By George Dyke…..
These two photos of Citroën D models, taken in Toronto in the early 1960s, were posted recently on Facebook. Having been born in Toronto in the 1950s ,moved back to Toronto in the mid 70s and still living here today, as well as having an interest in Citroëns for almost 60 years, I was curious to try and pinpoint the location were both these photos were taken and compare them to photos of those same spots today.
Driving around Toronto for decades, I know the city pretty well. Looking at the photos I instinctively knew the locales looked familiar. Thanks to my computer’s ability to zoom in on details in both photos, and the wonders of Google maps, I was able to identify both places;
The photo of the D wagon traveling eastbound was taken on the median of the Gardner Expressway (then called the Fred Gardner Expressway) facing west and just before the South Kingsway exit before the Gardner rises to go over the Humber River. The Google photos were probably taken early on a Sunday morning as at any other time this is a much traveled section that people take to go west from downtown Toronto, to Mississauga, Oakville, Burlington, Hamilton and on to Niagara Falls and Buffalo.

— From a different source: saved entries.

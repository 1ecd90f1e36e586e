pub mod contract;
pub mod entry;
pub mod types;

pub use contract::*;
pub use entry::*;
pub use types::*;
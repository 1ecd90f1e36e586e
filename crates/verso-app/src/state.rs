use std::sync::Arc;
use std::sync::atomic::AtomicBool;

use anyhow::Context;
use tokio::sync::{Mutex, RwLock};
use verso_config::Config;
use verso_core::batch::BatchRequester;
use verso_core::resources::Resources;
use verso_core::replay::ClipboardWriter;
use verso_core::session::ModeMachine;
use verso_core::storage::JsonFileStorage;
use verso_core::store::TranslationMemory;
use verso_io::clipboard::SystemClipboard;
use verso_translator::{CompletionProvider, OpenAiClient};

pub struct AppState {
    pub config: Arc<RwLock<Config>>,
    pub memory: Arc<TranslationMemory>,
    pub resources: Arc<Resources>,
    pub batch: Arc<BatchRequester>,
    /// Fallback target when the page refuses an insertion
    pub clipboard: Arc<dyn ClipboardWriter>,
    /// Per-page session: translation mode plus the armed selection
    pub session: Mutex<ModeMachine>,
    pub batch_running: AtomicBool,
}

impl AppState {
    pub async fn new(config: Config) -> anyhow::Result<Self> {
        let storage = JsonFileStorage::from_config(&config.storage);
        let memory = TranslationMemory::open(storage).with_context(|| {
            format!(
                "failed to open translation memory in {}",
                config.storage.data_dir.display()
            )
        })?;

        let resources = Resources::load(&config.resources);

        if config.translator.api_key.is_empty() {
            tracing::warn!("No API key configured, batch translation will fail");
        }
        let provider: Arc<dyn CompletionProvider> = Arc::new(OpenAiClient::new(
            config.translator.api_key.clone(),
            config.translator.api_url.clone(),
        ));
        let batch = BatchRequester::from_config(provider, &config.translator);

        Ok(Self::with_parts(config, memory, resources, batch, Arc::new(SystemClipboard)).await)
    }

    pub async fn with_parts(
        config: Config,
        memory: TranslationMemory,
        resources: Resources,
        batch: BatchRequester,
        clipboard: Arc<dyn ClipboardWriter>,
    ) -> Self {
        let session = ModeMachine::new(memory.mode_active().await);

        Self {
            config: Arc::new(RwLock::new(config)),
            memory: Arc::new(memory),
            resources: Arc::new(resources),
            batch: Arc::new(batch),
            clipboard,
            session: Mutex::new(session),
            batch_running: AtomicBool::new(false),
        }
    }
}
pub mod clipboard;
pub mod ws;
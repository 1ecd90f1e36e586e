use std::sync::Arc;

use verso_config::translator::TranslatorConfig;
use verso_translator::{CompletionProvider, PromptSettings, build_request, normalize_reply};
use verso_types::{BatchItem, BatchResponse};

use crate::error::BatchError;
use crate::resources::Resources;
use crate::store::TranslationMemory;

#[derive(Debug, Clone, Copy, PartialEq, Eq)]
pub struct BatchReport {
    pub submitted: usize,
    pub recovered: usize,
    pub updated: usize,
}

impl BatchReport {
    pub fn message(&self) -> String {
        if self.updated == 0 {
            "No applicable translations found.".to_string()
        } else {
            format!("{} translations processed.", self.updated)
        }
    }
}

/// Sends untranslated entries to the completion service in one round trip.
///
/// Overlapping calls are not excluded; both may read the same entries and the
/// later merge wins.
pub struct BatchRequester {
    provider: Arc<dyn CompletionProvider>,
    settings: PromptSettings,
}

impl BatchRequester {
    pub fn new(provider: Arc<dyn CompletionProvider>, settings: PromptSettings) -> Self {
        Self { provider, settings }
    }

    pub fn from_config(provider: Arc<dyn CompletionProvider>, config: &TranslatorConfig) -> Self {
        Self::new(
            provider,
            PromptSettings {
                model: config.model.clone(),
                target_language: config.target_language.clone(),
                protected_terms: config.protected_terms.clone(),
            },
        )
    }

    pub async fn request(
        &self,
        memory: &TranslationMemory,
        resources: &Resources,
        batch: &[BatchItem],
    ) -> Result<BatchReport, BatchError> {
        if batch.is_empty() {
            return Err(BatchError::NoTexts);
        }

        let keywords = resources.ensure_keywords().await;
        if keywords.is_empty() {
            tracing::error!("Keyword context unavailable, batch request refused");
            return Err(BatchError::MissingKeywordContext);
        }

        if resources.ensure_urls().await == 0 {
            tracing::warn!("URL translations unavailable, continuing without them");
        }

        let request = build_request(&self.settings, &keywords, batch)?;
        tracing::info!(
            "Requesting {} translations from {}",
            batch.len(),
            self.provider.metadata().name
        );

        let reply = self.provider.complete(&request).await.map_err(|e| {
            tracing::error!("Translation request failed: {}", e);
            BatchError::Upstream(e)
        })?;

        let items = normalize_reply(&reply);
        if items.is_empty() {
            tracing::warn!("No translations recognized in reply: {}", reply);
            return Err(BatchError::MalformedResponse);
        }

        let updated = memory.merge_translations(&items).await?;

        Ok(BatchReport {
            submitted: batch.len(),
            recovered: items.len(),
            updated,
        })
    }

    /// `requestBatchTranslation(entries)`
    pub async fn request_batch_translation(
        &self,
        memory: &TranslationMemory,
        resources: &Resources,
        batch: &[BatchItem],
    ) -> BatchResponse {
        match self.request(memory, resources, batch).await {
            Ok(report) => BatchResponse::success(report.message()),
            Err(e) => BatchResponse::error(e.to_string()),
        }
    }
}
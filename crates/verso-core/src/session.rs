use std::mem;

/// Selection waiting to be replayed by the next paste
#[derive(Debug, Clone, Default, PartialEq, Eq)]
pub enum Armed {
    #[default]
    Idle,
    Text(String),
    Url(String),
}

/// Absolute http(s) URL prefix
pub fn is_absolute_url(text: &str) -> bool {
    text.starts_with("http://") || text.starts_with("https://")
}

/// Translation-mode state of one page context.
///
/// Mirrors the persisted mode flag and holds at most one armed selection.
#[derive(Debug, Default)]
pub struct ModeMachine {
    active: bool,
    armed: Armed,
}

impl ModeMachine {
    pub fn new(active: bool) -> Self {
        Self {
            active,
            armed: Armed::Idle,
        }
    }

    pub fn is_active(&self) -> bool {
        self.active
    }

    pub fn armed(&self) -> &Armed {
        &self.armed
    }

    /// Follow the persisted flag. Turning mode off discards any armed selection.
    pub fn set_active(&mut self, active: bool) {
        if !active && self.armed != Armed::Idle {
            tracing::debug!("Mode disabled, discarding armed selection");
        }
        self.active = active;
        if !active {
            self.armed = Armed::Idle;
        }
    }

    /// Re-arm from a page selection. Ignored while mode is off or when blank.
    pub fn on_selection(&mut self, selection: &str) -> Option<&Armed> {
        if !self.active {
            return None;
        }

        let selection = selection.trim();
        if selection.is_empty() {
            return None;
        }

        self.armed = if is_absolute_url(selection) {
            tracing::debug!("URL selected for translation on paste: {}", selection);
            Armed::Url(selection.to_string())
        } else {
            tracing::debug!("Text selected for translation on paste: {}", selection);
            Armed::Text(selection.to_string())
        };
        Some(&self.armed)
    }

    /// Consume the armed selection, leaving `Idle`
    pub fn take_armed(&mut self) -> Armed {
        mem::take(&mut self.armed)
    }
}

In the original photo the South Kingsway sign is clearly visible. Matching up the exit ramp to the current South Kingsway exit, even though the expressway has been widened, gave me the camera position that can be verified by the still present hydro-line towers on the right.

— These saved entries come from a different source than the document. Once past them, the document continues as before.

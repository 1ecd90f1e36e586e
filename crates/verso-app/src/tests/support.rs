use std::sync::{Arc, Mutex};

use tempfile::TempDir;
use verso_config::Config;
use verso_config::resources::ResourcesConfig;
use verso_core::batch::BatchRequester;
use verso_core::error::InsertionError;
use verso_core::replay::ClipboardWriter;
use verso_core::resources::Resources;
use verso_core::storage::JsonFileStorage;
use verso_core::store::TranslationMemory;
use verso_translator::{
    CompletionProvider, CompletionRequest, PromptSettings, ProviderMetadata, TranslateError,
};
use verso_types::{PageCommand, UrlEntry};

use crate::page::PageLink;
use crate::state::AppState;

pub struct FixedReply(pub String);

#[async_trait::async_trait]
impl CompletionProvider for FixedReply {
    async fn complete(&self, _request: &CompletionRequest) -> Result<String, TranslateError> {
        Ok(self.0.clone())
    }

    fn metadata(&self) -> ProviderMetadata {
        ProviderMetadata {
            name: "fixed".to_string(),
            requires_api_key: false,
        }
    }
}

#[derive(Default)]
pub struct RecordingClipboard {
    pub written: Mutex<Vec<String>>,
}

impl ClipboardWriter for RecordingClipboard {
    fn write_text(&self, text: &str) -> Result<(), InsertionError> {
        self.written.lock().unwrap().push(text.to_string());
        Ok(())
    }
}

pub async fn test_state(urls: &[(&str, &str)], reply: &str) -> (TempDir, Arc<AppState>) {
    test_state_with(urls, reply, Arc::new(RecordingClipboard::default())).await
}

/// App state over real files in a temp dir
pub async fn test_state_with(
    urls: &[(&str, &str)],
    reply: &str,
    clipboard: Arc<RecordingClipboard>,
) -> (TempDir, Arc<AppState>) {
    let dir = tempfile::tempdir().unwrap();

    let mut config = Config::default();
    config.storage.data_dir = dir.path().join("data");
    config.resources = ResourcesConfig {
        keywords_path: dir.path().join("keywords.json"),
        urls_path: dir.path().join("urls.json"),
    };

    std::fs::write(&config.resources.keywords_path, r#"["lighting", "poles"]"#).unwrap();
    let table: Vec<UrlEntry> = urls
        .iter()
        .map(|(original, translated)| UrlEntry {
            original: original.to_string(),
            translated: translated.to_string(),
        })
        .collect();
    std::fs::write(
        &config.resources.urls_path,
        serde_json::to_string(&table).unwrap(),
    )
    .unwrap();

    let memory = TranslationMemory::open(JsonFileStorage::from_config(&config.storage)).unwrap();
    let resources = Resources::load(&config.resources);
    let batch = BatchRequester::new(
        Arc::new(FixedReply(reply.to_string())),
        PromptSettings {
            model: "test-model".to_string(),
            target_language: "Norwegian".to_string(),
            protected_terms: vec![],
        },
    );

    let state = AppState::with_parts(
        config,
        memory,
        resources,
        batch,
        clipboard,
    )
    .await;

    (dir, Arc::new(state))
}

/// Page end of the bridge: records every command and answers each
/// `insertText` with a fixed `insertResult`
pub struct FakeBridge {
    pub link: PageLink,
    received: Arc<Mutex<Vec<PageCommand>>>,
}

impl FakeBridge {
    pub fn accepting() -> Self {
        Self::spawn(true)
    }

    /// A page whose focused field rejects programmatic insertion
    pub fn refusing() -> Self {
        Self::spawn(false)
    }

    fn spawn(accept: bool) -> Self {
        let (commands_tx, commands_rx) = kanal::bounded_async(64);
        let (results_tx, results_rx) = kanal::bounded_async(8);
        let received = Arc::new(Mutex::new(Vec::new()));

        let recorded = received.clone();
        tokio::spawn(async move {
            while let Ok(command) = commands_rx.recv().await {
                let answer = matches!(command, PageCommand::InsertText { .. });
                recorded.lock().unwrap().push(command);
                if answer && results_tx.send(accept).await.is_err() {
                    break;
                }
            }
        });

        Self {
            link: PageLink {
                commands: commands_tx,
                insert_results: results_rx,
            },
            received,
        }
    }

    /// Everything the page received since the last call
    pub async fn take(&self) -> Vec<PageCommand> {
        while !self.link.commands.is_empty() {
            tokio::task::yield_now().await;
        }
        // a command handed straight to the waiting recorder is off the
        // channel before it is recorded; let the recorder run
        tokio::task::yield_now().await;
        std::mem::take(&mut *self.received.lock().unwrap())
    }
}
use std::sync::Arc;

use kanal::{AsyncReceiver, AsyncSender};
use tokio::task::JoinSet;
use tokio_util::sync::CancellationToken;
use verso_types::{AppEvent, PageCommand};

use crate::events::event_loop;
use crate::io::watcher_io;
use crate::mode_sync::mode_sync;
use crate::page::PageLink;
use crate::state::AppState;

/// Centralized channel management
pub struct ChannelSet {
    pub page_to_app: (AsyncSender<AppEvent>, AsyncReceiver<AppEvent>),
    pub app_to_page: (AsyncSender<PageCommand>, AsyncReceiver<PageCommand>),
    pub insert_results: (AsyncSender<bool>, AsyncReceiver<bool>),
}

impl ChannelSet {
    pub fn new() -> Self {
        Self {
            page_to_app: kanal::bounded_async(64),  // page and clipboard events
            app_to_page: kanal::bounded_async(256), // commands and notices
            insert_results: kanal::bounded_async(8), // page replies to insertText
        }
    }
}

/// Application controller for task spawning and lifecycle
pub struct AppController {
    channels: ChannelSet,
    state: Arc<AppState>,
    cancel_token: CancellationToken,
}

impl AppController {
    pub fn new(state: Arc<AppState>) -> Self {
        Self {
            channels: ChannelSet::new(),
            state,
            cancel_token: CancellationToken::new(),
        }
    }

    pub fn spawn_tasks(&self) -> JoinSet<anyhow::Result<()>> {
        let mut tasks = JoinSet::new();

        // Event loop
        tasks.spawn(event_loop(
            self.state.clone(),
            self.channels.page_to_app.1.clone(),
            PageLink {
                commands: self.channels.app_to_page.0.clone(),
                insert_results: self.channels.insert_results.1.clone(),
            },
        ));

        // Mode flag -> page session
        tasks.spawn(mode_sync(
            self.state.clone(),
            self.cancel_token.child_token(),
        ));

        // Watcher IO
        tasks.spawn(watcher_io(
            self.state.clone(),
            self.cancel_token.child_token(),
            self.channels.page_to_app.0.clone(),
            self.channels.insert_results.0.clone(),
            self.channels.app_to_page.1.clone(),
        ));

        tasks
    }

    pub fn shutdown(&self) {
        self.cancel_token.cancel();
    }
}
use std::fs;
use std::path::Path;

use anyhow::{Context, bail};
use verso_types::{BatchStatus, TextEntry};

use crate::state::AppState;

fn print_entry(entry: &TextEntry) {
    let tag = entry
        .tag
        .as_deref()
        .map(|tag| format!(" [{tag}]"))
        .unwrap_or_default();
    if entry.is_translated() {
        println!("{}{}: {} => {}", entry.id, tag, entry.original_text, entry.translated_text);
    } else {
        println!("{}{}: {}", entry.id, tag, entry.original_text);
    }
}

pub async fn list(state: &AppState, search: Option<&str>) -> anyhow::Result<()> {
    let entries = match search {
        Some(term) => state.memory.search(term).await,
        None => state.memory.entries().await,
    };

    if entries.is_empty() {
        println!("No entries.");
    }
    for entry in &entries {
        print_entry(entry);
    }

    Ok(())
}

pub async fn translate(state: &AppState) -> anyhow::Result<()> {
    let batch = state.memory.untranslated().await;
    if batch.is_empty() {
        println!("No new text to translate or all texts already have translations.");
        return Ok(());
    }

    let response = state
        .batch
        .request_batch_translation(&state.memory, &state.resources, &batch)
        .await;

    match response.status {
        BatchStatus::Success => {
            println!("{}", response.message.unwrap_or_default());
            Ok(())
        }
        BatchStatus::Error => bail!(
            "translation request failed: {}",
            response.error.unwrap_or_default()
        ),
    }
}

pub async fn remove_last(state: &AppState) -> anyhow::Result<()> {
    match state.memory.remove_last().await? {
        Some(entry) => println!("Removed {}: {}", entry.id, entry.original_text),
        None => println!("No copy to delete."),
    }
    Ok(())
}

pub async fn clear(state: &AppState) -> anyhow::Result<()> {
    let len = state.memory.len().await;
    state.memory.clear().await?;
    println!("Cleared {len} entries.");
    Ok(())
}

pub async fn set_mode(state: &AppState, active: Option<bool>) -> anyhow::Result<()> {
    let active = match active {
        Some(active) => active,
        None => !state.memory.mode_active().await,
    };
    state.memory.set_mode_active(active).await?;
    println!("Translation mode {}.", if active { "on" } else { "off" });
    Ok(())
}

pub async fn set_tags(state: &AppState, enabled: bool) -> anyhow::Result<()> {
    state.memory.set_tags_enabled(enabled).await?;
    println!("Entry tags {}.", if enabled { "on" } else { "off" });
    Ok(())
}

pub async fn export(state: &AppState, output: Option<&Path>) -> anyhow::Result<()> {
    let json = state.memory.export_json().await?;
    match output {
        Some(path) => {
            fs::write(path, json).with_context(|| format!("failed to write {}", path.display()))?;
            println!("Exported to {}", path.display());
        }
        None => println!("{json}"),
    }
    Ok(())
}

/// Replace the whole collection with the entries in `file`
pub async fn import(state: &AppState, file: &Path) -> anyhow::Result<()> {
    let data =
        fs::read_to_string(file).with_context(|| format!("failed to read {}", file.display()))?;
    let entries: Vec<TextEntry> = serde_json::from_str(&data)
        .with_context(|| format!("{} must contain a list of entries", file.display()))?;

    let len = entries.len();
    state.memory.replace_all(entries).await?;
    println!("Imported {len} entries.");
    Ok(())
}
//! Request/response shapes exchanged between the page side and the store side.

use serde::{Deserialize, Serialize};

use crate::entry::TextEntry;

#[derive(Debug, Clone, Copy, PartialEq, Eq, Serialize, Deserialize)]
#[serde(rename_all = "snake_case")]
pub enum CopyStatus {
    Success,
    Duplicate,
    IgnoredModeActive,
}

/// Reply to `textCopied(text)`
#[derive(Debug, Clone, PartialEq, Eq, Serialize, Deserialize)]
pub struct TextCopiedResponse {
    pub status: CopyStatus,
    #[serde(default, skip_serializing_if = "Option::is_none")]
    pub entry: Option<TextEntry>,
}

#[derive(Debug, Clone, Copy, PartialEq, Eq, Serialize, Deserialize)]
#[serde(rename_all = "snake_case")]
pub enum RemoveStatus {
    Success,
    NotFound,
}

/// Reply to `removeLastCopiedText()`
#[derive(Debug, Clone, PartialEq, Eq, Serialize, Deserialize)]
pub struct RemoveLastResponse {
    pub status: RemoveStatus,
    #[serde(default, skip_serializing_if = "Option::is_none")]
    pub removed: Option<TextEntry>,
}

#[derive(Debug, Clone, Copy, PartialEq, Eq, Serialize, Deserialize)]
#[serde(rename_all = "snake_case")]
pub enum LookupStatus {
    Found,
    NotFound,
}

/// Reply to `findAndReplace(originalText)`
#[derive(Debug, Clone, PartialEq, Eq, Serialize, Deserialize)]
pub struct FindResponse {
    pub status: LookupStatus,
    #[serde(
        rename = "translatedText",
        default,
        skip_serializing_if = "Option::is_none"
    )]
    pub translated_text: Option<String>,
}

impl FindResponse {
    pub fn found(translated_text: impl Into<String>) -> Self {
        Self {
            status: LookupStatus::Found,
            translated_text: Some(translated_text.into()),
        }
    }

    pub fn not_found() -> Self {
        Self {
            status: LookupStatus::NotFound,
            translated_text: None,
        }
    }
}

/// Reply to `findUrlTranslation(url)`
#[derive(Debug, Clone, PartialEq, Eq, Serialize, Deserialize)]
pub struct FindUrlResponse {
    pub status: LookupStatus,
    #[serde(
        rename = "translatedUrl",
        default,
        skip_serializing_if = "Option::is_none"
    )]
    pub translated_url: Option<String>,
}

impl FindUrlResponse {
    pub fn found(translated_url: impl Into<String>) -> Self {
        Self {
            status: LookupStatus::Found,
            translated_url: Some(translated_url.into()),
        }
    }

    pub fn not_found() -> Self {
        Self {
            status: LookupStatus::NotFound,
            translated_url: None,
        }
    }
}

#[derive(Debug, Clone, Copy, PartialEq, Eq, Serialize, Deserialize)]
#[serde(rename_all = "snake_case")]
pub enum BatchStatus {
    Success,
    Error,
}

/// Reply to `requestBatchTranslation(entries)`
#[derive(Debug, Clone, PartialEq, Eq, Serialize, Deserialize)]
pub struct BatchResponse {
    pub status: BatchStatus,
    #[serde(default, skip_serializing_if = "Option::is_none")]
    pub message: Option<String>,
    #[serde(default, skip_serializing_if = "Option::is_none")]
    pub error: Option<String>,
}

impl BatchResponse {
    pub fn success(message: impl Into<String>) -> Self {
        Self {
            status: BatchStatus::Success,
            message: Some(message.into()),
            error: None,
        }
    }

    pub fn error(error: impl Into<String>) -> Self {
        Self {
            status: BatchStatus::Error,
            message: None,
            error: Some(error.into()),
        }
    }
}

#[cfg(test)]
mod tests {
    use super::*;

    #[test]
    fn test_status_wire_names() {
        let response = TextCopiedResponse {
            status: CopyStatus::IgnoredModeActive,
            entry: None,
        };
        let json = serde_json::to_string(&response).unwrap();
        assert_eq!(json, r#"{"status":"ignored_mode_active"}"#);

        let json = serde_json::to_string(&FindResponse::found("Hei")).unwrap();
        assert_eq!(json, r#"{"status":"found","translatedText":"Hei"}"#);
    }
}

The other photo, where a D sedan is approaching an intersection, shows a building on the right, The Bank of Nova Scotia, also looked familiar to me. Zooming in to read the streetcar direction sign that said “Exhibition Bathurst” confirmed my suspicion that the streetcar was heading south on Bathurst Street toward Exhibition Place (also known as the Canadian National Exhibition or CNE). The original photo was taken from the southwest side of College St. looking north on Bathhurst St.
The Bank of Nova Scotia building is one of Toronto’s architectural gems, as it is one of the few buildings remaining in Toronto that has ceramic tiles employed as cladding on its facades.
In 1913, the architectural firm of Darling and Pearson designed the building with a style that is reminiscent of a Roman temple. The bank branch closed about 2010 and the building sat uninhabited for few years prior to a renovation where the upper level roof section was removed (and what you see in the above Google pics). Today it serves as a pop-up event locale.
Further back (to the north) on Bathurst St. you can see a red brick building which is the back of the King Edward Jr. and Senior Public School. You can see in the Google aerial view that the building still stands today.
It was a fun effort and nice to now know just where these two photos were taken.